- Saved entries
# # # # # # #

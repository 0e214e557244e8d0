//! # Orrery Internal Library
//!
//! Re-exports the core Orrery crates for convenience.

/// Layer 1: components and dynamically bound references.
pub use orrery_component;

/// Layer 1: dependency-ordered service graph.
pub use orrery_graph;

/// Layer 2: extension hooks and composite services.
pub use orrery_extension;

/// Layer 3: components hosted in graphs, tracing setup.
pub use orrery_host;

/// Re-export all common types for easy access.
pub mod prelude {
    pub use orrery_component::prelude::*;
    pub use orrery_extension::prelude::*;
    pub use orrery_graph::prelude::*;
    pub use orrery_host::prelude::*;

    // Both layer 1 crates define the same boxed callback error.
    pub use orrery_graph::BoxError;
}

# # # # # # #

- What is expected
Write down every record shown above precisely.

- Finished task
repository 0e214e557244e8d0
//! # Orrery Internal Library
//!
//! Re-exports the core Orrery crates for convenience.

/// Layer 1: components and dynamically bound references.
pub use orrery_component;

/// Layer 1: dependency-ordered service graph.
pub use orrery_graph;

/// Layer 2: extension hooks and composite services.
pub use orrery_extension;

/// Layer 3: components hosted in graphs, tracing setup.
pub use orrery_host;

/// Re-export all common types for easy access.
pub mod prelude {
    pub use orrery_component::prelude::*;
    pub use orrery_extension::prelude::*;
    pub use orrery_graph::prelude::*;
    pub use orrery_host::prelude::*;

    // Both layer 1 crates define the same boxed callback error.
    pub use orrery_graph::BoxError;
}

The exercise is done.